Olympus just announced its AIR A01 camera, which is basically a lens, which is operated wirelessly from a smart device. The idea is to get rid of the phone’s body and use a smartphone as a “brain” to capture and edit photos. The AIR A01 brings what the smartphone can never have: a huge, interchangeable, lens.
Sony was the first to launch this type of wireless lens/camera which could also be attached to the back of the smartphone and operated via a mobile application. Sony launched the product category with the DSC-QX10 and DSC QX100 at IFA two years ago, and updated the model with the Sony QX1 last year in September, with modest success.
The Olympus AIR A01 brings a similar idea, with a more compact body (56.9 x 57.1 x 43.6 mm) vs. (69.5 x 52.5 x 74.0 mm). The Olympus AIR A01 also features a 16 MP sensor which sends imaging data to the TruePic VII image processor – the same one used in the latest OM-D and PEN cameras.
The compact camera is controlled over the smartphone with the OA Central app, and can shoot in RAW, record videos at 1080p, or shoot bursts of photos at 10-frames per second.
Overall, Olympus and Sony are really competing for the same market: users who want to take their mobile imaging capabilities to the limit of what’s possible, without going for a compact camera. This is not everyone, but there’s an audience for that.

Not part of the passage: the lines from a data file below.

//! Database repository for tags and tag-to-version relations.

use crate::{
    db::{
        errors::Result,
        models::tags::{TagSpec, VersionTagDBResponse},
    },
    types::{TagId, UserId, VersionId, abbrev_uuid},
};
use sqlx::{Connection, PgConnection};
use tracing::instrument;
use uuid::Uuid;

pub struct Tags<'c> {
    db: &'c mut PgConnection,
}

impl<'c> Tags<'c> {
    pub fn new(db: &'c mut PgConnection) -> Self {
        Self { db }
    }

    /// Replace the tag set of a version.
    ///
    /// Tag rows are upserted (pre-existing `(key, value)` pairs resolve to the
    /// existing row id), every current relation for the version is discarded,
    /// and one relation per incoming tag is inserted carrying the acting
    /// user. The three steps run in a single transaction; the version is
    /// never left partially re-tagged.
    ///
    /// The unrelate-then-relate ordering keeps repeated calls with the same
    /// tag set idempotent.
    #[instrument(skip(self, tags), fields(version_id = %abbrev_uuid(&version_id), count = tags.len()), err)]
    pub async fn add_tags(
        &mut self,
        version_id: VersionId,
        tags: &[TagSpec],
        acting_user: UserId,
    ) -> Result<Vec<VersionTagDBResponse>> {
        let mut tx = self.db.begin().await?;

        // Insert/merge tag records; the no-op update makes the conflicting
        // row's id come back too.
        let mut tag_ids: Vec<TagId> = Vec::with_capacity(tags.len());
        for tag in tags {
            let id: TagId = sqlx::query_scalar(
                r#"
                INSERT INTO tags (id, key, value)
                VALUES ($1, $2, $3)
                ON CONFLICT (key, value) DO UPDATE SET key = EXCLUDED.key
                RETURNING id
                "#,
            )
            .bind(Uuid::new_v4())
            .bind(&tag.key)
            .bind(&tag.value)
            .fetch_one(&mut *tx)
            .await?;
            tag_ids.push(id);
        }

        // Un-relate all existing tags for this version
        sqlx::query("DELETE FROM version_tags WHERE version_id = $1")
            .bind(version_id)
            .execute(&mut *tx)
            .await?;

        // Relate all incoming tags
        let mut relations = Vec::with_capacity(tag_ids.len());
        for tag_id in tag_ids {
            let relation = sqlx::query_as::<_, VersionTagDBResponse>(
                r#"
                INSERT INTO version_tags (version_id, tag_id, created_by)
                VALUES ($1, $2, $3)
                RETURNING version_id, tag_id, created_by
                "#,
            )
            .bind(version_id)
            .bind(tag_id)
            .bind(acting_user)
            .fetch_one(&mut *tx)
            .await?;
            relations.push(relation);
        }

        tx.commit().await?;

        Ok(relations)
    }
}
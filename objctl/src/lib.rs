//! # objctl: Management Gateway for S3-Compatible Object Storage
//!
//! `objctl` sits in front of an S3-compatible storage backend and manages the
//! metadata around stored objects: who may act on them, how their versions
//! are tagged, and which identities have been seen. Byte transfer itself is
//! left to the backend; the gateway's job is deciding *who* is calling and
//! *what* they may touch, and keeping the relational metadata consistent
//! while they do.
//!
//! ## Request Flow
//!
//! Every request passes through three stages before reaching a handler:
//!
//! 1. **Authentication** ([`auth::middleware::authenticate`]) resolves the
//!    `Authorization` header into an immutable identity: a shared-secret
//!    `Basic` service account, an OIDC `Bearer` user, or anonymous. Bearer
//!    tokens are verified either locally against a configured signing key or
//!    remotely via the provider's introspection endpoint, and the carrying
//!    user is reconciled into the database on every login.
//! 2. **Resource loading** ([`auth::authorization::current_object`]) resolves
//!    the object addressed by the request path into a merged view of its
//!    persisted metadata and a live head probe against the storage backend.
//!    Failures here are deliberately swallowed: a request for an unloadable
//!    object simply proceeds without one.
//! 3. **Permission gating** ([`auth::authorization::check_permission`])
//!    denies the request unless a current object was loaded and the caller
//!    holds the required permission on it.
//!
//! ## Architecture
//!
//! The application is built on [Axum](https://github.com/tokio-rs/axum) for
//! the HTTP layer and uses PostgreSQL for all persistence. The **database
//! layer** ([`db`]) uses repository structs over `&mut PgConnection`, so any
//! multi-statement mutation can run either in a repository-owned transaction
//! or inside a caller-supplied one. The **storage layer** ([`storage`])
//! wraps the AWS SDK behind a small probing trait so tests can substitute an
//! in-memory backend.
//!
//! ## Quick Start
//!
//! ```no_run
//! use clap::Parser;
//! use objctl::{Application, Config};
//!
//! #[tokio::main]
//! async fn main() -> anyhow::Result<()> {
//!     let args = objctl::config::Args::parse();
//!     let config = Config::load(&args)?;
//!
//!     objctl::telemetry::init_telemetry()?;
//!
//!     let app = Application::new(config).await?;
//!     app.serve(async {
//!         tokio::signal::ctrl_c().await.expect("Failed to listen for Ctrl+C");
//!     })
//!     .await?;
//!
//!     Ok(())
//! }
//! ```

pub mod api;
pub mod auth;
pub mod config;
pub mod db;
pub mod errors;
pub mod storage;
pub mod telemetry;
pub mod types;

#[cfg(any(test, feature = "test-utils"))]
pub mod test_utils;

use crate::{
    auth::{
        authorization::{check_permission, current_object},
        middleware::authenticate,
        verifier::TokenVerifier,
    },
    storage::{S3Storage, StorageProber},
    types::Permission,
};
use axum::{
    Router,
    extract::{Request, State},
    middleware::{Next, from_fn_with_state},
    routing::{get, put},
};
use bon::Builder;
pub use config::Config;
use sqlx::PgPool;
use std::sync::Arc;
use tokio::net::TcpListener;
use tower_http::trace::{DefaultMakeSpan, DefaultOnRequest, DefaultOnResponse, TraceLayer};
use tracing::{Level, info, instrument};

pub use types::{ObjectId, TagId, UserId, VersionId};

/// Application state shared across all request handlers.
///
/// - `db`: PostgreSQL connection pool
/// - `config`: process-wide, read-only configuration loaded at startup
/// - `storage`: storage-backend prober for head lookups
/// - `verifier`: bearer-token verification strategy; present iff OIDC is
///   configured, selected once at startup
#[derive(Clone, Builder)]
pub struct AppState {
    pub db: PgPool,
    pub config: Config,
    pub storage: Arc<dyn StorageProber>,
    pub verifier: Option<Arc<TokenVerifier>>,
}

/// Get the objctl database migrator
pub fn migrator() -> sqlx::migrate::Migrator {
    sqlx::migrate!("./migrations")
}

/// Build the application router with all endpoints and middleware.
///
/// Per-route permission gates sit closest to the handlers; the resource
/// loader and authentication middleware wrap the whole API surface.
#[instrument(skip_all)]
pub fn build_router(state: &AppState) -> Router {
    let api_routes = Router::new()
        .route(
            "/objects/{object_id}",
            get(api::handlers::objects::read_object).route_layer(from_fn_with_state(
                state.clone(),
                |state: State<AppState>, request: Request, next: Next| {
                    check_permission(Permission::Read, state, request, next)
                },
            )),
        )
        .route(
            "/objects/{object_id}/head",
            get(api::handlers::objects::head_object).route_layer(from_fn_with_state(
                state.clone(),
                |state: State<AppState>, request: Request, next: Next| {
                    check_permission(Permission::Read, state, request, next)
                },
            )),
        )
        .route(
            "/objects/{object_id}/tags",
            put(api::handlers::objects::replace_tags).route_layer(from_fn_with_state(
                state.clone(),
                |state: State<AppState>, request: Request, next: Next| {
                    check_permission(Permission::Update, state, request, next)
                },
            )),
        )
        .layer(from_fn_with_state(state.clone(), current_object))
        .layer(from_fn_with_state(state.clone(), authenticate))
        .with_state(state.clone());

    Router::new()
        .route("/healthz", get(|| async { "OK" }))
        .nest("/api/v1", api_routes)
        .layer(
            TraceLayer::new_for_http()
                .make_span_with(DefaultMakeSpan::new().level(Level::INFO))
                .on_request(DefaultOnRequest::new().level(Level::INFO))
                .on_response(DefaultOnResponse::new().level(Level::INFO)),
        )
}

/// Main application struct that owns all resources and lifecycle.
///
/// [`Application::new`] connects to the database, runs migrations and builds
/// the router; [`Application::serve`] binds the listener and runs until the
/// shutdown future resolves.
pub struct Application {
    router: Router,
    config: Config,
    pool: PgPool,
}

impl Application {
    /// Create a new application instance with all resources initialized
    pub async fn new(config: Config) -> anyhow::Result<Self> {
        let pool = PgPool::connect(&config.database.url).await?;
        migrator().run(&pool).await?;

        let storage: Arc<dyn StorageProber> = Arc::new(S3Storage::from_config(&config.storage).await);

        // Verification strategy is fixed at startup from configuration
        let verifier = match &config.auth.oidc {
            Some(oidc) => Some(Arc::new(TokenVerifier::from_config(oidc)?)),
            None => None,
        };

        let state = AppState::builder()
            .db(pool.clone())
            .config(config.clone())
            .storage(storage)
            .maybe_verifier(verifier)
            .build();

        let router = build_router(&state);

        Ok(Self { router, config, pool })
    }

    /// Start serving the application
    pub async fn serve<F>(self, shutdown: F) -> anyhow::Result<()>
    where
        F: std::future::Future<Output = ()> + Send + 'static,
    {
        let bind_addr = self.config.bind_address();
        let listener = TcpListener::bind(&bind_addr).await?;
        info!("objctl listening on http://{}", bind_addr);

        axum::serve(listener, self.router.into_make_service())
            .with_graceful_shutdown(shutdown)
            .await?;

        info!("Closing database connections...");
        self.pool.close().await;

        Ok(())
    }
}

The AIR A01 also has a slightly different mount which is at an angle, which means that people would use it held at chest level. Sony’s mounting system required people to use its camera at eye-level – unless of course, you put it on a tripod or attach it to a stick (which I have done to inspect gutters and other hard to get places).
The Olympus AIR A01 ups the ante by providing better auto-focus, higher burst capabilities and more apps. Sony still has a larger image sensor, and a replaceable battery. Ultimately, Olympus’ smaller form factor may be the most important difference in this market.